*** Source material ***

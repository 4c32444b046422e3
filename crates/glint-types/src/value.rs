//! The tagged value model.
//!
//! A [`Value`] is immutable once constructed: every operator returns a
//! freshly built value. Operators are defined only for compatible tag
//! combinations; mixed Integer/Rational arithmetic promotes to Rational.
//! The domain saturating clamp does NOT live here — it is applied by the
//! evaluator at the domain-semantic call sites.

use std::fmt;
use thiserror::Error;

/// Errors raised by value-model operations.
#[derive(Debug, Clone, Error, PartialEq)]
pub enum ValueError {
    /// An operator was applied to incompatible value tags.
    #[error("type mismatch: {0}")]
    TypeMismatch(String),

    /// Integer or rational division by zero.
    #[error("division by zero")]
    DivisionByZero,
}

/// Result alias for value-model operations.
pub type ValueResult = Result<Value, ValueError>;

/// A runtime value: one of the four built-in kinds.
#[derive(Debug, Clone, PartialEq)]
pub enum Value {
    Integer(i64),
    Rational(f64),
    Boolean(bool),
    String(String),
}

impl Value {
    /// The tag name, used in error messages.
    pub fn type_name(&self) -> &'static str {
        match self {
            Value::Integer(_) => "integer",
            Value::Rational(_) => "rational",
            Value::Boolean(_) => "boolean",
            Value::String(_) => "string",
        }
    }

    // ── Accessors ─────────────────────────────────────────────────────────

    /// The integer content. Fails for non-Integer tags.
    pub fn as_integer(&self) -> Result<i64, ValueError> {
        match self {
            Value::Integer(n) => Ok(*n),
            other => Err(ValueError::TypeMismatch(format!(
                "expected integer, got {}",
                other.type_name()
            ))),
        }
    }

    /// The numeric content widened to a double. Integers promote.
    pub fn as_double(&self) -> Result<f64, ValueError> {
        match self {
            Value::Integer(n) => Ok(*n as f64),
            Value::Rational(r) => Ok(*r),
            other => Err(ValueError::TypeMismatch(format!(
                "expected a numeric value, got {}",
                other.type_name()
            ))),
        }
    }

    /// The boolean content. Fails for non-Boolean tags.
    pub fn as_boolean(&self) -> Result<bool, ValueError> {
        match self {
            Value::Boolean(b) => Ok(*b),
            other => Err(ValueError::TypeMismatch(format!(
                "expected boolean, got {}",
                other.type_name()
            ))),
        }
    }

    /// The display form of any value. Used for array-name lookups and
    /// the `R-G-B` light records.
    pub fn as_string(&self) -> String {
        self.to_string()
    }

    // ── Arithmetic ────────────────────────────────────────────────────────

    pub fn add(&self, other: &Value) -> ValueResult {
        self.arith(other, "+", |a, b| a.saturating_add(b), |a, b| a + b)
    }

    pub fn subtract(&self, other: &Value) -> ValueResult {
        self.arith(other, "-", |a, b| a.saturating_sub(b), |a, b| a - b)
    }

    pub fn multiply(&self, other: &Value) -> ValueResult {
        self.arith(other, "*", |a, b| a.saturating_mul(b), |a, b| a * b)
    }

    pub fn divide(&self, other: &Value) -> ValueResult {
        match (self, other) {
            (Value::Integer(_), Value::Integer(0)) => Err(ValueError::DivisionByZero),
            (Value::Integer(a), Value::Integer(b)) => Ok(Value::Integer(a.wrapping_div(*b))),
            _ => {
                let (a, b) = self.numeric_pair(other, "/")?;
                if b == 0.0 {
                    Err(ValueError::DivisionByZero)
                } else {
                    Ok(Value::Rational(a / b))
                }
            }
        }
    }

    pub fn negate(&self) -> ValueResult {
        match self {
            Value::Integer(n) => Ok(Value::Integer(n.saturating_neg())),
            Value::Rational(r) => Ok(Value::Rational(-r)),
            other => Err(ValueError::TypeMismatch(format!(
                "cannot negate {}",
                other.type_name()
            ))),
        }
    }

    // ── Logical ───────────────────────────────────────────────────────────

    pub fn not(&self) -> ValueResult {
        Ok(Value::Boolean(!self.as_boolean()?))
    }

    pub fn and(&self, other: &Value) -> ValueResult {
        Ok(Value::Boolean(self.as_boolean()? && other.as_boolean()?))
    }

    pub fn or(&self, other: &Value) -> ValueResult {
        Ok(Value::Boolean(self.as_boolean()? || other.as_boolean()?))
    }

    // ── Comparison ────────────────────────────────────────────────────────

    /// Equality. Numerics compare across tags; String and Boolean only
    /// against the same tag.
    pub fn eq(&self, other: &Value) -> ValueResult {
        Ok(Value::Boolean(self.raw_eq(other)?))
    }

    pub fn neq(&self, other: &Value) -> ValueResult {
        Ok(Value::Boolean(!self.raw_eq(other)?))
    }

    pub fn lt(&self, other: &Value) -> ValueResult {
        let (a, b) = self.numeric_pair(other, "<")?;
        Ok(Value::Boolean(a < b))
    }

    pub fn lte(&self, other: &Value) -> ValueResult {
        let (a, b) = self.numeric_pair(other, "<=")?;
        Ok(Value::Boolean(a <= b))
    }

    pub fn gt(&self, other: &Value) -> ValueResult {
        let (a, b) = self.numeric_pair(other, ">")?;
        Ok(Value::Boolean(a > b))
    }

    pub fn gte(&self, other: &Value) -> ValueResult {
        let (a, b) = self.numeric_pair(other, ">=")?;
        Ok(Value::Boolean(a >= b))
    }

    // ── Helpers ───────────────────────────────────────────────────────────

    fn raw_eq(&self, other: &Value) -> Result<bool, ValueError> {
        match (self, other) {
            (Value::Integer(a), Value::Integer(b)) => Ok(a == b),
            (Value::String(a), Value::String(b)) => Ok(a == b),
            (Value::Boolean(a), Value::Boolean(b)) => Ok(a == b),
            (Value::Integer(_) | Value::Rational(_), Value::Integer(_) | Value::Rational(_)) => {
                // Mixed numeric equality promotes to rational.
                Ok(self.as_double()? == other.as_double()?)
            }
            _ => Err(ValueError::TypeMismatch(format!(
                "cannot compare {} and {}",
                self.type_name(),
                other.type_name()
            ))),
        }
    }

    fn arith(
        &self,
        other: &Value,
        symbol: &str,
        int_op: fn(i64, i64) -> i64,
        rat_op: fn(f64, f64) -> f64,
    ) -> ValueResult {
        match (self, other) {
            (Value::Integer(a), Value::Integer(b)) => Ok(Value::Integer(int_op(*a, *b))),
            _ => {
                let (a, b) = self.numeric_pair(other, symbol)?;
                Ok(Value::Rational(rat_op(a, b)))
            }
        }
    }

    fn numeric_pair(&self, other: &Value, symbol: &str) -> Result<(f64, f64), ValueError> {
        match (self.as_double(), other.as_double()) {
            (Ok(a), Ok(b)) => Ok((a, b)),
            _ => Err(ValueError::TypeMismatch(format!(
                "cannot apply '{symbol}' to {} and {}",
                self.type_name(),
                other.type_name()
            ))),
        }
    }
}

impl fmt::Display for Value {
    fn fmt(&self, f: &mut fmt::Formatter<'_>) -> fmt::Result {
        match self {
            Value::Integer(n) => write!(f, "{n}"),
            Value::Rational(r) => write!(f, "{r}"),
            Value::Boolean(b) => write!(f, "{b}"),
            Value::String(s) => write!(f, "{s}"),
        }
    }
}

*** End of Source material ***

▸ Exercise instructions: All lines in the data above from the one with "the same tag." through the one with "pub fn lt(&self, other: &Value)" must be repeated exactly, and no others.

▸ Task solution:
    /// against the same tag.
    pub fn eq(&self, other: &Value) -> ValueResult {
        Ok(Value::Boolean(self.raw_eq(other)?))
    }

    pub fn neq(&self, other: &Value) -> ValueResult {
        Ok(Value::Boolean(!self.raw_eq(other)?))
    }

    pub fn lt(&self, other: &Value) -> ValueResult {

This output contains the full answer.